━━ SOURCE DATA
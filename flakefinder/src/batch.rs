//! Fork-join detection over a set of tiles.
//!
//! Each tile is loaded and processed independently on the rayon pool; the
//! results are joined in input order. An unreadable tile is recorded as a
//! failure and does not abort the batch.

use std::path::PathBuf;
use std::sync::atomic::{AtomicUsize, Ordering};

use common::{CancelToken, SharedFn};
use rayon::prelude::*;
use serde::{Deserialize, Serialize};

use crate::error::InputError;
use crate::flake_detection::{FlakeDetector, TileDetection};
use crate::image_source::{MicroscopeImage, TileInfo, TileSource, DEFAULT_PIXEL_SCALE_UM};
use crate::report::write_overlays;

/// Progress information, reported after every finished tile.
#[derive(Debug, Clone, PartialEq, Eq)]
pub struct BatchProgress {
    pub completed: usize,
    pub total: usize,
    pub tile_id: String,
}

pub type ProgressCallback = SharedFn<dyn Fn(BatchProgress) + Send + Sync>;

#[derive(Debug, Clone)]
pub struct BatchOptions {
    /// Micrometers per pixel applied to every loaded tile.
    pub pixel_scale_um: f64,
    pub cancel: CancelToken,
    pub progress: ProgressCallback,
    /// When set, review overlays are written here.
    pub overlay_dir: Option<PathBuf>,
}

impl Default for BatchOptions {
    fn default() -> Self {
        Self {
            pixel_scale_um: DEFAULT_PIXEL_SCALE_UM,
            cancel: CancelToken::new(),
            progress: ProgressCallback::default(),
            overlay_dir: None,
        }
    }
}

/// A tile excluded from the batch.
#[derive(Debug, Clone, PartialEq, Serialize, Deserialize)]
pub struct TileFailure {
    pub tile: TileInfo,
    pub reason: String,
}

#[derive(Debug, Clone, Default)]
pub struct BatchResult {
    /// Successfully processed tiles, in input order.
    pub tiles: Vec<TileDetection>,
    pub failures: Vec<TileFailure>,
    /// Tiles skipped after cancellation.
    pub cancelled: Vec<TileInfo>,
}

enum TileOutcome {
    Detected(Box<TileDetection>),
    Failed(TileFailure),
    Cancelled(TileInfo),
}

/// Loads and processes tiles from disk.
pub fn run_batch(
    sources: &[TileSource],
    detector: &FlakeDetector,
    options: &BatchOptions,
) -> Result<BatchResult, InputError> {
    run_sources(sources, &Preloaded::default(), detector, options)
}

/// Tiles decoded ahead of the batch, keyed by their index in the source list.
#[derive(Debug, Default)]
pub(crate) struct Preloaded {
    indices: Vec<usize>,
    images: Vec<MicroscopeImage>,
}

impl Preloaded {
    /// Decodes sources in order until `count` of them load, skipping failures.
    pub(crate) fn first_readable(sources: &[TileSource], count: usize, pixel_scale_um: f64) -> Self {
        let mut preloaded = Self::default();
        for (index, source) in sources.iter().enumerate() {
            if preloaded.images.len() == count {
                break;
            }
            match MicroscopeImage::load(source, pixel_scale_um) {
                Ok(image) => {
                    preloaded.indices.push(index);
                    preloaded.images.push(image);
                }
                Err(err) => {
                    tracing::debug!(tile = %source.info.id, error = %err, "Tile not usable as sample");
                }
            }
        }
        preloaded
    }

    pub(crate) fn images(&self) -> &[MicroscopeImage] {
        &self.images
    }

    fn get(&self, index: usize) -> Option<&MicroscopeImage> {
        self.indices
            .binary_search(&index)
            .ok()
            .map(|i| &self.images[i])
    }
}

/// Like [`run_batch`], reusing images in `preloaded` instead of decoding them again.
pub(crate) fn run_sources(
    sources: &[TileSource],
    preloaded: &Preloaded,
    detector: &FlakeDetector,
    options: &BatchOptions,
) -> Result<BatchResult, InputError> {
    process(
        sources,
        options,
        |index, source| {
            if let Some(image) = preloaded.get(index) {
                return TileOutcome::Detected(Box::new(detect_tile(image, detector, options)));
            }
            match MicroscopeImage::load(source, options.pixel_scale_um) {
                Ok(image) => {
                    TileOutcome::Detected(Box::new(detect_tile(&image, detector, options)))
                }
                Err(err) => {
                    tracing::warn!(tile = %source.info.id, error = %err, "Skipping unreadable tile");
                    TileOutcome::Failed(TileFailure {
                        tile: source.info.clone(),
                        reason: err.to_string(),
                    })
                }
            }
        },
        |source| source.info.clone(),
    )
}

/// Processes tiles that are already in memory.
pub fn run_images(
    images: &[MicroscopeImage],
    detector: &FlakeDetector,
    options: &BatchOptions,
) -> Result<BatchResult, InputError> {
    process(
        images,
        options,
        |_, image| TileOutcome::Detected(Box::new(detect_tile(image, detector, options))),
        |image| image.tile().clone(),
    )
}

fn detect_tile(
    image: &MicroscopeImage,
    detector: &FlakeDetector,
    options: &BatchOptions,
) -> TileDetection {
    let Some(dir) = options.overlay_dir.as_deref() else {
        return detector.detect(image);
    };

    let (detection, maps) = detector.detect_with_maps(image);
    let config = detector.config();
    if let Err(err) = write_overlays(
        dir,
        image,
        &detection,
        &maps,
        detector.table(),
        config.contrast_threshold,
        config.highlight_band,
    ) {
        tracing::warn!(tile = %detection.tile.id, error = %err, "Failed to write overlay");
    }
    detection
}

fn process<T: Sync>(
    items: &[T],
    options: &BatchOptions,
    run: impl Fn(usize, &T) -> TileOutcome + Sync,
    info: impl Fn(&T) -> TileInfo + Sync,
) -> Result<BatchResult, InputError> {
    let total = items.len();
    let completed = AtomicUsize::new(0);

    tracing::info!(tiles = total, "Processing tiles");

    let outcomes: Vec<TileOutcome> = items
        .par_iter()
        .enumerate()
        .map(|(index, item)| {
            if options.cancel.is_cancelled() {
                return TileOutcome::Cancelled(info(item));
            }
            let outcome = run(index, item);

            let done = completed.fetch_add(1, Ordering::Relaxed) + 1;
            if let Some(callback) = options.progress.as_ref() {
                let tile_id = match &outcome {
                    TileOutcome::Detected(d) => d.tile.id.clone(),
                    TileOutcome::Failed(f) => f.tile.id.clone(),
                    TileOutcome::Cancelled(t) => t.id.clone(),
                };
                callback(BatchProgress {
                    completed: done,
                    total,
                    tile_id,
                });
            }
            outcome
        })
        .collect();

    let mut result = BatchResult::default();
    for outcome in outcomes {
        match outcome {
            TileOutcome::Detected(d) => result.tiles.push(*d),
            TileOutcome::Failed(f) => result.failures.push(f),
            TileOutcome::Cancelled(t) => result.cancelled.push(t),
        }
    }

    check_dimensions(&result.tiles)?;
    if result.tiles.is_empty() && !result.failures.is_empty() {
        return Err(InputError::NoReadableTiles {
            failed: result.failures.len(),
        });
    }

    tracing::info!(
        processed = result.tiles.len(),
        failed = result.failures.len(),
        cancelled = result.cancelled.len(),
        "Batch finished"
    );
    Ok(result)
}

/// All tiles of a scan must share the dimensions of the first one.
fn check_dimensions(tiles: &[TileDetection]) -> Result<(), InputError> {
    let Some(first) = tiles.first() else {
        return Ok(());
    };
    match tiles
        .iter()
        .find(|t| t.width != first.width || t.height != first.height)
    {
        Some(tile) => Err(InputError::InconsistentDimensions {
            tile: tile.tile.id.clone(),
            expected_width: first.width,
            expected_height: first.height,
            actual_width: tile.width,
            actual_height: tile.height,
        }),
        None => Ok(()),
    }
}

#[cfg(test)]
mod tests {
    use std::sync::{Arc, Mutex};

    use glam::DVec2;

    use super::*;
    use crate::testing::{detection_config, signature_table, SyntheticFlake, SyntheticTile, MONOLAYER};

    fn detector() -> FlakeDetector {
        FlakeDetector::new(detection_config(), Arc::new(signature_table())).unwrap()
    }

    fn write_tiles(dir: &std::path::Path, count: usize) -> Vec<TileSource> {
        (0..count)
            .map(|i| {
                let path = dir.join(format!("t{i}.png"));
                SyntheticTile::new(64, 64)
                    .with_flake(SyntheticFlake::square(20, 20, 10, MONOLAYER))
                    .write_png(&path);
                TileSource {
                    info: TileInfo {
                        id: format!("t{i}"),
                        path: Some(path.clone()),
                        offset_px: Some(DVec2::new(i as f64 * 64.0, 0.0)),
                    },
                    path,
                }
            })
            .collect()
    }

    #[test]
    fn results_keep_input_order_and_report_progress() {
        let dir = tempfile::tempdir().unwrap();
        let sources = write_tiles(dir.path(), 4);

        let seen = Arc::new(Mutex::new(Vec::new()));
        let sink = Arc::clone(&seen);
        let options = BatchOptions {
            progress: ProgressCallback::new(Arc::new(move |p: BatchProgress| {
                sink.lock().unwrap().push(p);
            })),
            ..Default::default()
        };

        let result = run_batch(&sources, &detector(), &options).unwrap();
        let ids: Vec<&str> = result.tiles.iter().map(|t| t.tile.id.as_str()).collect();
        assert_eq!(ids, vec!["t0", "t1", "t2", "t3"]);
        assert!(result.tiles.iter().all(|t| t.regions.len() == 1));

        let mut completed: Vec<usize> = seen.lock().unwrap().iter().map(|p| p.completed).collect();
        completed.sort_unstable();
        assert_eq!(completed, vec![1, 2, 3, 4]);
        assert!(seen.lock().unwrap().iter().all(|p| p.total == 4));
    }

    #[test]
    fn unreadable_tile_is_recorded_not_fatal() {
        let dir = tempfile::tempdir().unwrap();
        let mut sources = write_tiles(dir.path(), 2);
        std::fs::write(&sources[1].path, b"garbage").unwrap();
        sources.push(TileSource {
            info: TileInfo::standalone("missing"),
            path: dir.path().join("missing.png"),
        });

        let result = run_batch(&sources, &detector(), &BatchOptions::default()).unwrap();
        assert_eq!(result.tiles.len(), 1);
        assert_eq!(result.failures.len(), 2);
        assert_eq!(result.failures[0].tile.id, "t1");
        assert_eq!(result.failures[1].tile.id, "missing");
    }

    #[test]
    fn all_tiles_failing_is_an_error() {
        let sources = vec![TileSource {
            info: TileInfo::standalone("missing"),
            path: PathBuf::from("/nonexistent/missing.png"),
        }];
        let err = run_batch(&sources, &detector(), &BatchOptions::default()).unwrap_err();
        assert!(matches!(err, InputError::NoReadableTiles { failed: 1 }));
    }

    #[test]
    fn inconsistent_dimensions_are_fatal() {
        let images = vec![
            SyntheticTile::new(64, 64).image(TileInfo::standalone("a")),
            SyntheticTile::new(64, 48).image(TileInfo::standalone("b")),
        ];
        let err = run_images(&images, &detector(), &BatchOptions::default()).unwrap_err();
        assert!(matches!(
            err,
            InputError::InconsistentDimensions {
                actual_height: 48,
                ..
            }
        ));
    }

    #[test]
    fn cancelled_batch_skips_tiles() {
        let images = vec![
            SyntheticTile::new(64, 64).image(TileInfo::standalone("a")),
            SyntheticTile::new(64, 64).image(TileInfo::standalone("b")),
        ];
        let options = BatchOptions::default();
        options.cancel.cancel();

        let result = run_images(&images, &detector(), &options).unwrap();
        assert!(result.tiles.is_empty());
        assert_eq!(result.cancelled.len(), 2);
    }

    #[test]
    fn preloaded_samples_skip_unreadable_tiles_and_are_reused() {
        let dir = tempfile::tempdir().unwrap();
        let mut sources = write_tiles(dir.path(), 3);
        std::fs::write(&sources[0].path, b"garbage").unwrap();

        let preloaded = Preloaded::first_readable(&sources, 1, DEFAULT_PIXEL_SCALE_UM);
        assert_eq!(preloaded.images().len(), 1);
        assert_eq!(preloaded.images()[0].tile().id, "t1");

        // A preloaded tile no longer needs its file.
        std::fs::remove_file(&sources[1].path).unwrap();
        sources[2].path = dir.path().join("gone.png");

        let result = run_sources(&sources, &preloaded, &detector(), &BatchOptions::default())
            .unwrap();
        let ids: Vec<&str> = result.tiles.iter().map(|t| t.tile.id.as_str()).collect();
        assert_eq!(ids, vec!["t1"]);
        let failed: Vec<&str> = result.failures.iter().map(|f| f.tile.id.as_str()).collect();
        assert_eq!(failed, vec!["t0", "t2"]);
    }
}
━━━━
ASSIGNED TASK =
Return each line of the data that contains the string "indices".

PROBLEM SOLUTION =
    indices: Vec<usize>,
                    preloaded.indices.push(index);
        self.indices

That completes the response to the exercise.